Song by England Dan & John Ford Coley

from the album Dr. Heckle and Mr. Jive
- Released: March 1979
- Genre: Soft rock, pop rock
- Length: 3:55
- Label: Big Tree
- Songwriter: Randy Goodrum
- Producer: Kyle Lehning

= Broken Hearted Me =

1979 song written by Randy Goodrum

"Broken Hearted Me" is a song written by Randy Goodrum, originally recorded by England Dan & John Ford Coley for their album Dr. Heckle and Mr. Jive, and later covered by Canadian country and pop music singer Anne Murray. It was released in September 1979 as the first single from her album I'll Always Love You. The song reached No. 1 on the Billboard Hot Country Singles chart in December, Murray's fourth No. 1 single on that chart. She also recorded a version of the song in Spanish, which was released on vinyl, and later on CD.

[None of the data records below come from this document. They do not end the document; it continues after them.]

//! Hard-constraint filtering.

use rust_decimal::Decimal;
use tracing::debug;
use yield_opt_domain::YieldOpportunity;
use yield_opt_domain::value_objects::Constraints;

/// Risk score above which an opportunity counts as unaudited.
pub const AUDIT_RISK_THRESHOLD: Decimal = Decimal::from_parts(7, 0, 0, false, 0);

/// Why an opportunity was rejected.
#[derive(Debug, Clone, Copy, PartialEq, Eq)]
pub enum Rejection {
    InsufficientLiquidity,
    ExcludedProtocol,
    Unaudited,
}

/// Returns the first constraint the opportunity violates, if any.
#[must_use]
pub fn check(opp: &YieldOpportunity, constraints: &Constraints) -> Option<Rejection> {
    if opp.tvl < constraints.min_liquidity {
        return Some(Rejection::InsufficientLiquidity);
    }
    if constraints.exclude_protocols.iter().any(|p| p == &opp.protocol) {
        return Some(Rejection::ExcludedProtocol);
    }
    if constraints.require_audited && opp.risk_score > AUDIT_RISK_THRESHOLD {
        return Some(Rejection::Unaudited);
    }
    None
}

/// Drops every opportunity that violates a hard constraint, preserving order.
///
/// An empty result is valid and yields an empty portfolio downstream.
#[must_use]
pub fn filter_opportunities(
    opportunities: Vec<YieldOpportunity>,
    constraints: &Constraints,
) -> Vec<YieldOpportunity> {
    opportunities
        .into_iter()
        .filter(|opp| match check(opp, constraints) {
            Some(reason) => {
                debug!(id = %opp.id, ?reason, "Opportunity rejected");
                false
            }
            None => true,
        })
        .collect()
}

#[cfg(test)]
mod tests {
    use super::*;
    use rust_decimal_macros::dec;
    use yield_opt_domain::testkit::{OpportunityBuilder, request};

    #[test]
    fn test_liquidity_floor() {
        let mut constraints = request(dec!(1000)).constraints;
        constraints.min_liquidity = dec!(50000000);

        let opps = vec![
            OpportunityBuilder::new("thin").tvl(dec!(49999999)).build(),
            OpportunityBuilder::new("exact").tvl(dec!(50000000)).build(),
        ];
        let kept = filter_opportunities(opps, &constraints);
        assert_eq!(kept.len(), 1);
        assert_eq!(kept[0].id, "exact");
    }

    #[test]
    fn test_excluded_protocols() {
        let mut constraints = request(dec!(1000)).constraints;
        constraints.exclude_protocols = vec!["GMX V2".to_string()];

        let gmx = OpportunityBuilder::new("gmx").protocol("GMX V2").build();
        let aave = OpportunityBuilder::new("aave").protocol("Aave V3").build();
        assert_eq!(check(&gmx, &constraints), Some(Rejection::ExcludedProtocol));
        assert_eq!(check(&aave, &constraints), None);
    }

    #[test]
    fn test_audit_requirement_uses_risk_proxy() {
        let mut constraints = request(dec!(1000)).constraints;
        let risky = OpportunityBuilder::new("snx").risk_score(dec!(8.2)).build();
        let borderline = OpportunityBuilder::new("edge").risk_score(dec!(7)).build();

        assert_eq!(check(&risky, &constraints), None);

        constraints.require_audited = true;
        assert_eq!(check(&risky, &constraints), Some(Rejection::Unaudited));
        assert_eq!(check(&borderline, &constraints), None);
    }

    #[test]
    fn test_empty_result_is_valid() {
        let mut constraints = request(dec!(1000)).constraints;
        constraints.min_liquidity = dec!(1000000000000);
        let opps = vec![OpportunityBuilder::new("a").build()];
        assert!(filter_opportunities(opps, &constraints).is_empty());
    }
}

In addition, "Broken Hearted Me" just missed the Top 10 on the Hot 100 chart, where it peaked at No. 12. Three of her other singles — "A Love Song", "I Just Fall in Love Again" and "Daydream Believer" — also reached the same summit on the Hot 100. On the Billboard Adult Contemporary Singles chart, "Broken Hearted Me" spent five weeks at No. 1 during the late fall of 1979. In doing so, Murray had her fifth No. 1 AC hit.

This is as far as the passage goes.